*WHAT YOU ARE ASKED TO DO*: The lines to extract run from the first line of the entries through the line that contains "impl Storage for"; reproduce exactly those lines and no others.

######

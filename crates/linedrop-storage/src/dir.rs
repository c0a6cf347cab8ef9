use std::fs;
use std::io::Write;
use std::path::{Path, PathBuf};

use bytes::Bytes;
use tracing::{debug, info};

use crate::error::{Result, StorageError};
use crate::{Storage, LF};

/// Rejection policy for [`DirStorage`].
///
/// A batch exceeding either bound is rejected, not persisted, and the
/// server answers `R` for it. `None` means unbounded.
#[derive(Debug, Clone, Default)]
pub struct StorageLimits {
    /// Maximum number of lines per batch.
    pub max_lines: Option<usize>,
    /// Maximum size of a single line in bytes.
    pub max_line_bytes: Option<usize>,
}

/// Persists each accepted batch as a numbered text file.
///
/// Batch `i` lands at `<root>/<i>.txt`, each line followed by one LF,
/// so the artifact is byte-for-byte what crossed the wire.
pub struct DirStorage {
    root: PathBuf,
    limits: StorageLimits,
}

impl DirStorage {
    /// Open (creating if needed) a storage directory with no limits.
    pub fn open(root: impl AsRef<Path>) -> Result<Self> {
        Self::with_limits(root, StorageLimits::default())
    }

    /// Open a storage directory with an explicit rejection policy.
    pub fn with_limits(root: impl AsRef<Path>, limits: StorageLimits) -> Result<Self> {
        let root = root.as_ref().to_path_buf();
        fs::create_dir_all(&root).map_err(|e| StorageError::Create {
            path: root.clone(),
            source: e,
        })?;
        info!(root = %root.display(), "opened batch storage directory");
        Ok(Self { root, limits })
    }

    /// The directory batches are written into.
    pub fn root(&self) -> &Path {
        &self.root
    }

    fn within_limits(&self, lines: &[Bytes]) -> bool {
        if let Some(max) = self.limits.max_lines {
            if lines.len() > max {
                return false;
            }
        }
        if let Some(max) = self.limits.max_line_bytes {
            if lines.iter().any(|line| line.len() > max) {
                return false;
            }
        }
        true
    }
}

impl Storage for DirStorage {
    fn persist(&self, batch_index: u64, lines: &[Bytes]) -> Result<bool> {
        if !self.within_limits(lines) {
            debug!(batch_index, lines = lines.len(), "batch rejected by limits");
            return Ok(false);
        }

        let path = self.root.join(format!("{batch_index}.txt"));
        let mut file = fs::File::create(&path).map_err(|e| StorageError::Write {
            path: path.clone(),
            source: e,
        })?;
        for line in lines {
            file.write_all(line).map_err(|e| StorageError::Write {
                path: path.clone(),
                source: e,
            })?;
            file.write_all(&[LF]).map_err(|e| StorageError::Write {
                path: path.clone(),
                source: e,
            })?;
        }

        info!(batch_index, lines = lines.len(), path = %path.display(), "persisted batch");
        Ok(true)
    }
}
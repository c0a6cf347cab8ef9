mod cmd;
mod exit;
mod logging;
mod output;

use clap::Parser;

use crate::cmd::Command;
use crate::logging::{LogFormat, LogLevel};
use crate::output::OutputFormat;

#[derive(Parser, Debug)]
#[command(
    name = "linedrop",
    version,
    about = "Upload text files as framed batches of lines over TCP"
)]
struct Cli {
    /// Output format.
    #[arg(long, value_name = "FORMAT", global = true)]
    format: Option<OutputFormat>,

    /// Log output format (stderr).
    #[arg(long, value_name = "FORMAT", default_value = "text", global = true)]
    log_format: LogFormat,

    /// Minimum log level (stderr).
    #[arg(long, value_name = "LEVEL", default_value = "info", global = true)]
    log_level: LogLevel,

    #[command(subcommand)]
    command: Command,
}

fn main() {
    let cli = Cli::parse();
    logging::init(cli.log_format, cli.log_level);

    let format = cli.format.unwrap_or_else(OutputFormat::default_for_stdout);
    let result = cmd::run(cli.command, format);

    match result {
        Ok(code) => std::process::exit(code),
        Err(err) => {
            eprintln!("error: {err}");
            std::process::exit(err.code);
        }
    }
}
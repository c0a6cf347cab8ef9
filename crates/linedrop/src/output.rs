use std::io::IsTerminal;
use std::time::{SystemTime, UNIX_EPOCH};

use clap::ValueEnum;
use comfy_table::{presets::UTF8_FULL, ContentArrangement, Table};
use linedrop_session::{SessionStats, UploadOutcome};
use serde::Serialize;

#[derive(Clone, Debug, Copy, ValueEnum)]
pub enum OutputFormat {
    Json,
    Table,
    Pretty,
}

impl OutputFormat {
    pub fn default_for_stdout() -> Self {
        if std::io::stdout().is_terminal() {
            Self::Table
        } else {
            Self::Json
        }
    }
}

#[derive(Serialize)]
struct UploadOutput<'a> {
    event: &'a str,
    batch: usize,
    lines: usize,
    outcome: &'a str,
    timestamp: String,
}

/// Report one upload's verdict.
pub fn print_upload(batch: usize, lines: usize, outcome: UploadOutcome, format: OutputFormat) {
    let verdict = match outcome {
        UploadOutcome::Accepted => "accepted",
        UploadOutcome::Rejected => "rejected",
    };
    match format {
        OutputFormat::Json => {
            let out = UploadOutput {
                event: "upload",
                batch,
                lines,
                outcome: verdict,
                timestamp: now_unix_seconds(),
            };
            println!(
                "{}",
                serde_json::to_string(&out).unwrap_or_else(|_| "{}".to_string())
            );
        }
        OutputFormat::Table => {
            let mut table = Table::new();
            table
                .load_preset(UTF8_FULL)
                .set_content_arrangement(ContentArrangement::Dynamic)
                .set_header(vec!["BATCH", "LINES", "OUTCOME"])
                .add_row(vec![
                    batch.to_string(),
                    lines.to_string(),
                    verdict.to_string(),
                ]);
            println!("{table}");
        }
        OutputFormat::Pretty => {
            println!("batch={batch} lines={lines} outcome={verdict}");
        }
    }
}

#[derive(Serialize)]
struct SessionOutput<'a> {
    event: &'a str,
    peer: &'a str,
    accepted: u64,
    rejected: u64,
    clean: bool,
    timestamp: String,
}

/// Report one finished (or abandoned) server session.
pub fn print_session(peer: &str, stats: SessionStats, clean: bool, format: OutputFormat) {
    match format {
        OutputFormat::Json => {
            let out = SessionOutput {
                event: "session",
                peer,
                accepted: stats.accepted,
                rejected: stats.rejected,
                clean,
                timestamp: now_unix_seconds(),
            };
            println!(
                "{}",
                serde_json::to_string(&out).unwrap_or_else(|_| "{}".to_string())
            );
        }
        OutputFormat::Table => {
            let mut table = Table::new();
            table
                .load_preset(UTF8_FULL)
                .set_content_arrangement(ContentArrangement::Dynamic)
                .set_header(vec!["PEER", "ACCEPTED", "REJECTED", "END"])
                .add_row(vec![
                    peer.to_string(),
                    stats.accepted.to_string(),
                    stats.rejected.to_string(),
                    if clean { "clean" } else { "disconnected" }.to_string(),
                ]);
            println!("{table}");
        }
        OutputFormat::Pretty => {
            println!(
                "peer={} accepted={} rejected={} end={}",
                peer,
                stats.accepted,
                stats.rejected,
                if clean { "clean" } else { "disconnected" }
            );
        }
    }
}

fn now_unix_seconds() -> String {
    SystemTime::now()
        .duration_since(UNIX_EPOCH)
        .map(|d| d.as_secs().to_string())
        .unwrap_or_else(|_| "0".to_string())
}
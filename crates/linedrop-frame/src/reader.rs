use std::io::{ErrorKind, Read};

use bytes::{BufMut, Bytes, BytesMut};

use crate::codec::LF;
use crate::error::{FrameError, Result};

const INITIAL_BUFFER_CAPACITY: usize = 8 * 1024;
const READ_CHUNK_SIZE: usize = 8 * 1024;

/// Buffers and yields exact byte counts from any blocking `Read` stream.
///
/// A byte-stream transport delivers no message boundaries; this reader
/// reassembles partial arrivals internally so callers always get the
/// exact count they asked for, or a detectable failure.
pub struct ByteReader<T> {
    inner: T,
    buf: BytesMut,
}

impl<T: Read> ByteReader<T> {
    /// Create a new byte reader.
    pub fn new(inner: T) -> Self {
        Self {
            inner,
            buf: BytesMut::with_capacity(INITIAL_BUFFER_CAPACITY),
        }
    }

    /// Read exactly `n` bytes (blocking).
    ///
    /// Returns `Err(FrameError::ConnectionClosed)` if the peer closes
    /// before `n` bytes have arrived — the stream ending is a failure
    /// here, never an indefinite wait.
    pub fn read_exactly(&mut self, n: usize) -> Result<Bytes> {
        while self.buf.len() < n {
            if self.fill()? == 0 {
                return Err(FrameError::ConnectionClosed);
            }
        }
        Ok(self.buf.split_to(n).freeze())
    }

    /// Read a single byte (blocking).
    pub fn read_byte(&mut self) -> Result<u8> {
        if self.buf.is_empty() && self.fill()? == 0 {
            return Err(FrameError::ConnectionClosed);
        }
        Ok(self.buf.split_to(1)[0])
    }

    /// Pull one chunk from the underlying stream into the buffer.
    ///
    /// Returns the number of bytes read; 0 means end of stream.
    fn fill(&mut self) -> Result<usize> {
        let mut chunk = [0u8; READ_CHUNK_SIZE];
        loop {
            match self.inner.read(&mut chunk) {
                Ok(n) => {
                    self.buf.extend_from_slice(&chunk[..n]);
                    return Ok(n);
                }
                Err(err) if err.kind() == ErrorKind::Interrupted => continue,
                Err(err) => return Err(FrameError::Io(err)),
            }
        }
    }

    /// Borrow the underlying stream.
    pub fn get_ref(&self) -> &T {
        &self.inner
    }

    /// Mutably borrow the underlying stream.
    pub fn get_mut(&mut self) -> &mut T {
        &mut self.inner
    }

    /// Consume the reader and return the inner stream.
    ///
    /// Buffered but unconsumed bytes are discarded.
    pub fn into_inner(self) -> T {
        self.inner
    }
}

/// Produces one LF-terminated line at a time, built on [`ByteReader`].
pub struct LineReader<T> {
    inner: ByteReader<T>,
}

impl<T: Read> LineReader<T> {
    /// Create a new line reader.
    pub fn new(inner: T) -> Self {
        Self {
            inner: ByteReader::new(inner),
        }
    }

    /// Read bytes until an LF and return them, excluding the LF itself.
    ///
    /// A line may be empty (a bare LF on the wire). If the stream ends
    /// before an LF is found, returns `ConnectionClosed` — a declared
    /// line count can never be satisfied by a peer that closed mid-line,
    /// and that is distinct from a clean termination.
    pub fn read_line(&mut self) -> Result<Bytes> {
        let mut line = BytesMut::new();
        loop {
            let byte = self.inner.read_byte()?;
            if byte == LF {
                return Ok(line.freeze());
            }
            line.put_u8(byte);
        }
    }

    /// Read exactly `n` bytes through the same cursor.
    ///
    /// Lets a session read headers and lines from one buffered stream
    /// without losing bytes between the two.
    pub fn read_exactly(&mut self, n: usize) -> Result<Bytes> {
        self.inner.read_exactly(n)
    }

    /// Read a single byte through the same cursor.
    pub fn read_byte(&mut self) -> Result<u8> {
        self.inner.read_byte()
    }
}
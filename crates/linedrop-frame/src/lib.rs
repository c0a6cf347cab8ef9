//! Line-count-prefixed wire framing for the linedrop upload protocol.
//!
//! This is the core value-add layer of linedrop. Every upload is framed
//! with:
//! - A 4-byte big-endian unsigned line count (0 is the termination
//!   sentinel)
//! - That many lines, each terminated by exactly one LF byte
//!
//! The receiving side answers every frame with a single response byte.
//! No partial reads, no buffer management in user code.

pub mod codec;
pub mod error;
pub mod reader;
pub mod response;
pub mod writer;

pub use codec::{
    decode_line_count, encode_frame, encode_line_count, Frame, LF, LINE_COUNT_SIZE,
    SENTINEL_LINE_COUNT,
};
pub use error::{FrameError, Result};
pub use reader::{ByteReader, LineReader};
pub use response::ResponseCode;
pub use writer::FrameWriter;
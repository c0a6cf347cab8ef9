use std::net::{SocketAddr, TcpListener, TcpStream, ToSocketAddrs};

use tracing::{debug, info};

use crate::connection::Connection;
use crate::error::{Result, TransportError};

/// TCP transport.
///
/// Owns a listening socket and hands out [`Connection`] streams.
/// There is no process-wide socket state; every socket is an explicit,
/// owned value passed to whatever drives it.
pub struct TcpSocket {
    listener: TcpListener,
    local_addr: SocketAddr,
}

impl TcpSocket {
    /// Bind and listen on a TCP address.
    pub fn bind(addr: impl ToSocketAddrs + std::fmt::Debug) -> Result<Self> {
        let listener = TcpListener::bind(&addr).map_err(|e| TransportError::Bind {
            addr: format!("{addr:?}"),
            source: e,
        })?;
        let local_addr = listener.local_addr()?;

        info!(%local_addr, "listening on tcp socket");

        Ok(Self {
            listener,
            local_addr,
        })
    }

    /// Accept an incoming connection (blocking).
    pub fn accept(&self) -> Result<Connection> {
        let (stream, peer) = self.listener.accept().map_err(TransportError::Accept)?;
        debug!(%peer, "accepted connection");
        Ok(Connection::from_tcp(stream))
    }

    /// Connect to a listening peer (blocking).
    pub fn connect(addr: impl ToSocketAddrs + std::fmt::Debug) -> Result<Connection> {
        let stream = TcpStream::connect(&addr).map_err(|e| TransportError::Connect {
            addr: format!("{addr:?}"),
            source: e,
        })?;
        debug!(?addr, "connected to tcp peer");
        Ok(Connection::from_tcp(stream))
    }

    /// The address this socket is bound to.
    pub fn local_addr(&self) -> SocketAddr {
        self.local_addr
    }

    /// Transport name for diagnostics.
    pub fn transport_name(&self) -> &'static str {
        "tcp"
    }
}
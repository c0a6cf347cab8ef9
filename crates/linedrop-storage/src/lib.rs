//! Batch persistence collaborators for the linedrop upload protocol.
//!
//! A server session hands every accepted frame to a [`Storage`]
//! implementation together with a 1-based batch index. The index space
//! is shared across sessions and allocated through [`BatchSequence`].

pub mod dir;
pub mod error;
pub mod memory;
pub mod sequence;

use bytes::Bytes;

pub use dir::{DirStorage, StorageLimits};
pub use error::{Result, StorageError};
pub use memory::MemoryStorage;
pub use sequence::BatchSequence;

/// The line delimiter, shared with the wire format.
pub(crate) const LF: u8 = 0x0A;

/// Persists one received batch of lines.
///
/// `Ok(true)` means the batch was accepted and persisted; `Ok(false)`
/// means it was rejected by policy and nothing was written. Backend
/// failures are errors, not rejections.
pub trait Storage: Send + Sync {
    fn persist(&self, batch_index: u64, lines: &[Bytes]) -> Result<bool>;
}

######

*RESPONSE BELOW*:
filename crates/linedrop-storage/src/dir.rs
repository c0a6cf347cab8ef9
use std::fs;
use std::io::Write;
use std::path::{Path, PathBuf};

use bytes::Bytes;
use tracing::{debug, info};

use crate::error::{Result, StorageError};
use crate::{Storage, LF};

/// Rejection policy for [`DirStorage`].
///
/// A batch exceeding either bound is rejected, not persisted, and the
/// server answers `R` for it. `None` means unbounded.
#[derive(Debug, Clone, Default)]
pub struct StorageLimits {
    /// Maximum number of lines per batch.
    pub max_lines: Option<usize>,
    /// Maximum size of a single line in bytes.
    pub max_line_bytes: Option<usize>,
}

/// Persists each accepted batch as a numbered text file.
///
/// Batch `i` lands at `<root>/<i>.txt`, each line followed by one LF,
/// so the artifact is byte-for-byte what crossed the wire.
pub struct DirStorage {
    root: PathBuf,
    limits: StorageLimits,
}

impl DirStorage {
    /// Open (creating if needed) a storage directory with no limits.
    pub fn open(root: impl AsRef<Path>) -> Result<Self> {
        Self::with_limits(root, StorageLimits::default())
    }

    /// Open a storage directory with an explicit rejection policy.
    pub fn with_limits(root: impl AsRef<Path>, limits: StorageLimits) -> Result<Self> {
        let root = root.as_ref().to_path_buf();
        fs::create_dir_all(&root).map_err(|e| StorageError::Create {
            path: root.clone(),
            source: e,
        })?;
        info!(root = %root.display(), "opened batch storage directory");
        Ok(Self { root, limits })
    }

    /// The directory batches are written into.
    pub fn root(&self) -> &Path {
        &self.root
    }

    fn within_limits(&self, lines: &[Bytes]) -> bool {
        if let Some(max) = self.limits.max_lines {
            if lines.len() > max {
                return false;
            }
        }
        if let Some(max) = self.limits.max_line_bytes {
            if lines.iter().any(|line| line.len() > max) {
                return false;
            }
        }
        true
    }
}

impl Storage for DirStorage {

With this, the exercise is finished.